Scientists at the University of Sheffield are one step closer to launching a satellite mission to measure the biomass in the Earth's forests. BIOMASS is one of three satellites currently competing to be selected as the next European Space Agency's (ESA) Earth Explorer series.

Each year human activities, such as burning fossil fuels, release around 8 billion tonnes of carbon dioxide into the atmosphere.

Tropical deforestation is thought to contribute around 20% of these emissions, but with huge uncertainties, and the true value may be as high as 30%. A major factor in this uncertainty is that the biomass (of which about 50% is carbon) in the forests that are being cleared is very poorly known. As a result, the BIOMASS satellite has been designed to measure forest biomass and height, forest disturbance and regrowth for all the world's forests at spatial scales of around 50-100 m. This will greatly improve our understanding of current forest resources and also, crucially, will tell us how they are changing.

Professor Shaun Quegan, from the School of Mathematics and Statistics at the University of Sheffield, is the lead scientist on this mission and is working with scientists from around the world to ensure that BIOMASS is successful. A big step towards getting BIOMASS into space occurred in February 2009, after a selection meeting in Lisbon at which six competing missions were presented. Only three survived, one of which was BIOMASS. The next two years will now be spent in critical assessment of the mission, with the aim of getting BIOMASS through the final selection in 2011.
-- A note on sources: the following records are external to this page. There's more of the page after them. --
use serde::{Deserialize, Serialize};

/// Connection and behavior options for an adapter instance.
///
/// Deserializable so deployments can keep these in a config file:
/// ```rust
/// use mssql_adapter::MssqlOptions;
///
/// let opts = MssqlOptions::new("db.example.com", "appdb", "app", "secret")
///     .with_prefix("app_")
///     .with_port(Some(1433));
/// # let _ = opts;
/// ```
#[derive(Debug, Clone, Serialize, Deserialize)]
pub struct MssqlOptions {
    pub server: String,
    pub database: String,
    pub user: String,
    pub password: String,
    #[serde(default)]
    pub port: Option<u16>,
    #[serde(default)]
    pub instance_name: Option<String>,
    /// Prefix applied to `{tablename}` braces
    #[serde(default)]
    pub prefix: String,
    /// Override for the engine's default collation; queried lazily when unset
    #[serde(default)]
    pub collation: Option<String>,
    /// Force literal emulation for every statement, not just those over the
    /// parameter ceiling
    #[serde(default)]
    pub emulate_parameters: bool,
    /// Whether this connection backs a session store (enables best-effort
    /// lock release)
    #[serde(default)]
    pub used_for_sessions: bool,
}

impl MssqlOptions {
    #[must_use]
    pub fn new(
        server: impl Into<String>,
        database: impl Into<String>,
        user: impl Into<String>,
        password: impl Into<String>,
    ) -> Self {
        Self {
            server: server.into(),
            database: database.into(),
            user: user.into(),
            password: password.into(),
            port: None,
            instance_name: None,
            prefix: String::new(),
            collation: None,
            emulate_parameters: false,
            used_for_sessions: false,
        }
    }

    #[must_use]
    pub fn with_port(mut self, port: Option<u16>) -> Self {
        self.port = port;
        self
    }

    #[must_use]
    pub fn with_instance_name(mut self, instance_name: Option<String>) -> Self {
        self.instance_name = instance_name;
        self
    }

    #[must_use]
    pub fn with_prefix(mut self, prefix: impl Into<String>) -> Self {
        self.prefix = prefix.into();
        self
    }

    #[must_use]
    pub fn with_collation(mut self, collation: Option<String>) -> Self {
        self.collation = collation;
        self
    }

    #[must_use]
    pub fn with_emulated_parameters(mut self, emulate: bool) -> Self {
        self.emulate_parameters = emulate;
        self
    }

    #[must_use]
    pub fn with_session_store(mut self, used_for_sessions: bool) -> Self {
        self.used_for_sessions = used_for_sessions;
        self
    }
}
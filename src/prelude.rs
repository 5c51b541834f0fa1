//! Convenient imports for common functionality.
//!
//! ```rust
//! use mssql_adapter::prelude::*;
//! ```

pub use crate::adapter::{MssqlAdapter, RunOutcome, ServerInfo, Tx};
pub use crate::config::MssqlOptions;
pub use crate::cursor::{Cursor, RowFeed};
pub use crate::dialect::Dialect;
pub use crate::error::MssqlAdapterError;
pub use crate::fixer::{DefaultParamFixer, ParamFixer};
pub use crate::hooks::{QueryHooks, QuerySummary, TracingHooks};
pub use crate::metadata::{ColumnInfo, MetaType, MetadataProvider};
pub use crate::query::QueryAndParams;
pub use crate::results::{DbRow, ResultSet};
pub use crate::types::{ParamSet, PlaceholderStyle, QueryKind, SqlValue};
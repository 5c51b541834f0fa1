use thiserror::Error;

/// Error taxonomy for the adapter.
///
/// Every public operation either returns a value or raises one of these;
/// nothing is swallowed. `SessionWait` is deliberately distinct from
/// `Execution` so callers can apply their own retry/backoff policy to lock
/// acquisition without catching generic query failures.
#[derive(Debug, Error)]
pub enum MssqlAdapterError {
    #[error(transparent)]
    Tiberius(#[from] tiberius::error::Error),

    /// Caller violated a precondition (mixed placeholder styles, parameter
    /// count mismatch, multiple statements in one execute call, ...).
    /// Fatal, never retried.
    #[error("Coding error: {0}")]
    Coding(String),

    #[error("Connection error: {0}")]
    Connection(String),

    /// Engine rejected or failed a statement; the engine's last error text
    /// is attached.
    #[error("SQL execution error: {0}")]
    Execution(String),

    /// A structure (DDL) statement failed. Metadata caches for the affected
    /// tables are invalidated before this is raised.
    #[error("Structure change error: {0}")]
    Structure(String),

    /// Could not acquire a session lock within the timeout.
    #[error("Session lock wait error: {0}")]
    SessionWait(String),

    /// An unrecognized native column type was encountered; guessing a type
    /// risks silent data corruption, so this is fatal.
    #[error("Type mapping error: unknown native type {0}")]
    TypeMapping(String),

    #[error("Parameter conversion error: {0}")]
    Parameter(String),
}
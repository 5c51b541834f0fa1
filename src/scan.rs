//! Byte-level SQL scanner.
//!
//! Placeholder detection has to ignore anything inside string literals,
//! bracket-quoted identifiers, and comments. The regex crate has no
//! lookbehind, so this is a small hand-rolled state machine instead.

#[derive(Clone)]
enum State {
    Normal,
    SingleQuoted,
    DoubleQuoted,
    BracketQuoted,
    LineComment,
    BlockComment(u32),
}

#[derive(Debug, Clone, PartialEq, Eq)]
pub(crate) enum PlaceholderKind {
    /// Positional `?`
    Question,
    /// `$n`, 1-based index
    Dollar(usize),
    /// `:name`
    Named(String),
}

/// A placeholder token located in raw SQL text, byte offsets half-open.
#[derive(Debug, Clone, PartialEq, Eq)]
pub(crate) struct Placeholder {
    pub start: usize,
    pub end: usize,
    pub kind: PlaceholderKind,
}

fn is_line_comment_start(bytes: &[u8], idx: usize) -> bool {
    bytes.get(idx) == Some(&b'-') && bytes.get(idx + 1) == Some(&b'-')
}

fn is_block_comment_start(bytes: &[u8], idx: usize) -> bool {
    bytes.get(idx) == Some(&b'/') && bytes.get(idx + 1) == Some(&b'*')
}

fn is_block_comment_end(bytes: &[u8], idx: usize) -> bool {
    bytes.get(idx) == Some(&b'*') && bytes.get(idx + 1) == Some(&b'/')
}

pub(crate) fn scan_digits(bytes: &[u8], start: usize) -> Option<(usize, &str)> {
    let mut idx = start;
    while idx < bytes.len() && bytes[idx].is_ascii_digit() {
        idx += 1;
    }
    if idx == start {
        None
    } else {
        std::str::from_utf8(&bytes[start..idx])
            .ok()
            .map(|digits| (idx, digits))
    }
}

fn scan_name(bytes: &[u8], start: usize) -> Option<(usize, &str)> {
    let first = *bytes.get(start)?;
    if !(first.is_ascii_alphabetic() || first == b'_') {
        return None;
    }
    let mut idx = start + 1;
    while idx < bytes.len() && (bytes[idx].is_ascii_alphanumeric() || bytes[idx] == b'_') {
        idx += 1;
    }
    std::str::from_utf8(&bytes[start..idx])
        .ok()
        .map(|name| (idx, name))
}

/// Locate every placeholder token in `sql`, skipping literals and comments.
pub(crate) fn find_placeholders(sql: &str) -> Vec<Placeholder> {
    let bytes = sql.as_bytes();
    let mut out = Vec::new();
    let mut state = State::Normal;
    let mut idx = 0;

    while idx < bytes.len() {
        let b = bytes[idx];
        match state {
            State::Normal => match b {
                b'\'' => state = State::SingleQuoted,
                b'"' => state = State::DoubleQuoted,
                b'[' => state = State::BracketQuoted,
                _ if is_line_comment_start(bytes, idx) => {
                    state = State::LineComment;
                    idx += 1;
                }
                _ if is_block_comment_start(bytes, idx) => {
                    state = State::BlockComment(1);
                    idx += 1;
                }
                b'?' => out.push(Placeholder {
                    start: idx,
                    end: idx + 1,
                    kind: PlaceholderKind::Question,
                }),
                b'$' => {
                    // $n is 1-based; $0 is not a placeholder
                    if let Some((digits_end, digits)) = scan_digits(bytes, idx + 1)
                        && !digits.starts_with('0')
                        && let Ok(index) = digits.parse::<usize>()
                    {
                        out.push(Placeholder {
                            start: idx,
                            end: digits_end,
                            kind: PlaceholderKind::Dollar(index),
                        });
                        idx = digits_end - 1;
                    }
                }
                b':' => {
                    if bytes.get(idx + 1) == Some(&b':') {
                        // `::` is a scope/cast token, never a placeholder
                        idx += 1;
                    } else if let Some((name_end, name)) = scan_name(bytes, idx + 1) {
                        out.push(Placeholder {
                            start: idx,
                            end: name_end,
                            kind: PlaceholderKind::Named(name.to_string()),
                        });
                        idx = name_end - 1;
                    }
                }
                _ => {}
            },
            State::SingleQuoted => {
                if b == b'\'' {
                    if bytes.get(idx + 1) == Some(&b'\'') {
                        idx += 1; // skip escaped quote
                    } else {
                        state = State::Normal;
                    }
                }
            }
            State::DoubleQuoted => {
                if b == b'"' {
                    if bytes.get(idx + 1) == Some(&b'"') {
                        idx += 1;
                    } else {
                        state = State::Normal;
                    }
                }
            }
            State::BracketQuoted => {
                if b == b']' {
                    if bytes.get(idx + 1) == Some(&b']') {
                        idx += 1;
                    } else {
                        state = State::Normal;
                    }
                }
            }
            State::LineComment => {
                if b == b'\n' {
                    state = State::Normal;
                }
            }
            State::BlockComment(depth) => {
                if is_block_comment_start(bytes, idx) {
                    state = State::BlockComment(depth + 1);
                    idx += 1;
                } else if is_block_comment_end(bytes, idx) {
                    state = if depth == 1 {
                        State::Normal
                    } else {
                        State::BlockComment(depth - 1)
                    };
                    idx += 1;
                }
            }
        }
        idx += 1;
    }

    out
}

/// Split `sql` into the text segments around each positional `?` marker.
/// A query with N markers yields N+1 segments.
pub(crate) fn split_on_positional(sql: &str) -> Vec<&str> {
    let mut segments = Vec::new();
    let mut last = 0;
    for ph in find_placeholders(sql) {
        if ph.kind == PlaceholderKind::Question {
            segments.push(&sql[last..ph.start]);
            last = ph.end;
        }
    }
    segments.push(&sql[last..]);
    segments
}

#[cfg(test)]
mod tests {
    use super::*;

    fn kinds(sql: &str) -> Vec<PlaceholderKind> {
        find_placeholders(sql).into_iter().map(|p| p.kind).collect()
    }

    #[test]
    fn finds_each_style() {
        assert_eq!(
            kinds("select * from t where a = ? and b = :name and c = $2"),
            vec![
                PlaceholderKind::Question,
                PlaceholderKind::Named("name".into()),
                PlaceholderKind::Dollar(2),
            ]
        );
    }

    #[test]
    fn skips_literals_and_comments() {
        let sql = "select '?', \"?col\", [we?rd] -- :skip\n/* $3 */ from t where a = ?";
        assert_eq!(kinds(sql), vec![PlaceholderKind::Question]);
    }

    #[test]
    fn escaped_quote_stays_inside_literal() {
        let sql = "select 'it''s a ?' from t where a = ?";
        assert_eq!(kinds(sql), vec![PlaceholderKind::Question]);
    }

    #[test]
    fn double_colon_is_not_named() {
        assert_eq!(kinds("select a::int from t"), vec![]);
    }

    #[test]
    fn dollar_zero_is_not_a_placeholder() {
        assert_eq!(kinds("select $0, $10 from t"), vec![PlaceholderKind::Dollar(10)]);
    }

    #[test]
    fn splits_around_positional_markers() {
        assert_eq!(
            split_on_positional("a = ? and b = ?"),
            vec!["a = ", " and b = ", ""]
        );
        assert_eq!(split_on_positional("no markers"), vec!["no markers"]);
        // a ? inside a literal is text, not a split point
        assert_eq!(
            split_on_positional("a = '?' and b = ?"),
            vec!["a = '?' and b = ", ""]
        );
    }
}
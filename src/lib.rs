//! Async adapter for one SQL engine family (SQL Server over tiberius).
//!
//! Higher-level data-access code writes dialect-neutral SQL — `{tablename}`
//! braces, whichever placeholder style it prefers — and this crate handles
//! the engine's quirks behind a uniform surface:
//!
//! - placeholder fix-up, and literal emulation once the engine's bound
//!   parameter ceiling is exceeded ([`placeholder`])
//! - OFFSET/FETCH pagination injected into arbitrary SELECT text without a
//!   SQL parser ([`pagination`])
//! - collation-driven comparison fragments ([`dialect`])
//! - streaming cursors that buffer fully before a transaction begins,
//!   because the engine does not keep concurrent result streams reliable
//!   across that boundary ([`cursor`])
//! - advisory session locks with a dedicated wait-timeout error kind
//!
//! The central type is [`MssqlAdapter`], which exclusively owns a single
//! engine session.

pub mod adapter;
pub mod client;
pub mod config;
pub mod cursor;
pub mod dialect;
mod error;
pub mod fixer;
pub mod hooks;
pub mod metadata;
pub mod normalize;
pub mod pagination;
mod params;
pub mod placeholder;
pub mod prelude;
pub mod query;
pub mod results;
mod scan;
mod session_lock;
pub mod types;

pub use adapter::{MssqlAdapter, RunOutcome, ServerInfo, Tx};
pub use client::{MssqlClient, create_client};
pub use config::MssqlOptions;
pub use cursor::{BufferedFeed, ChannelFeed, Cursor, CursorRegistry, RowFeed};
pub use dialect::{Dialect, modify_collation};
pub use error::MssqlAdapterError;
pub use fixer::{DefaultParamFixer, FixedQuery, ParamFixer};
pub use hooks::{QueryHooks, QuerySummary, TracingHooks};
pub use metadata::{ColumnInfo, MetaType, MetadataProvider, UNBOUNDED_LENGTH, map_native_type};
pub use normalize::{normalize_fields, normalize_value};
pub use placeholder::{MAX_PARAMETER_COUNT, emulate, infer_style};
pub use query::QueryAndParams;
pub use results::{DbRow, ResultSet};
pub use types::{ParamSet, PlaceholderStyle, QueryKind, SqlValue};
BIOMASS takes advantage of a new opportunity, since before 2003 the radar wavelength it uses (68 cm) was unavailable for Earth Observation because of possible interference with military systems.

However, in 2003 the International Telecommunication Union opened this wavelength for imaging the Earth. This was a key development , since measurements of forests at this long wavelength are very sensitive to biomass.

The BIOMASS team, led by Shaun Quegan of Sheffield and Thuy Le Toan of the Centre d'Etudes Spatiales du Biosphere, Toulouse, responded as quickly as possible, making a proposal that was accepted for preliminary studies by ESA in 2006, along with five other missions measuring different aspects of the Earth's behaviour. These studies confirmed the importance and feasibility of BIOMASS; combined with its importance, this carried BIOMASS through the Lisbon selection and closer to its realisation as a space mission monitoring the health of the Earth's forests.

Professor Quegan commented: "Trees are an enormously important resource for people all over the world, for building materials, energy, biodiversity and air and water quality, as well as having a major impact on climate. This mission is urgently needed to keep track of these resources and to understand how changes in the world's forests affect the planet."

In addition, BIOMASS will be able to give the first chance to see the Earth with the special view provided by this type of radar, and it is expected that it will be able to do much more than measure biomass. For example, the radar will be able to penetrate deep into dry soils and ice, making it able to map the bedrock in places like the Sahara, which is important for mineral exploration and understanding past climates, and to measure ice motion across the globe.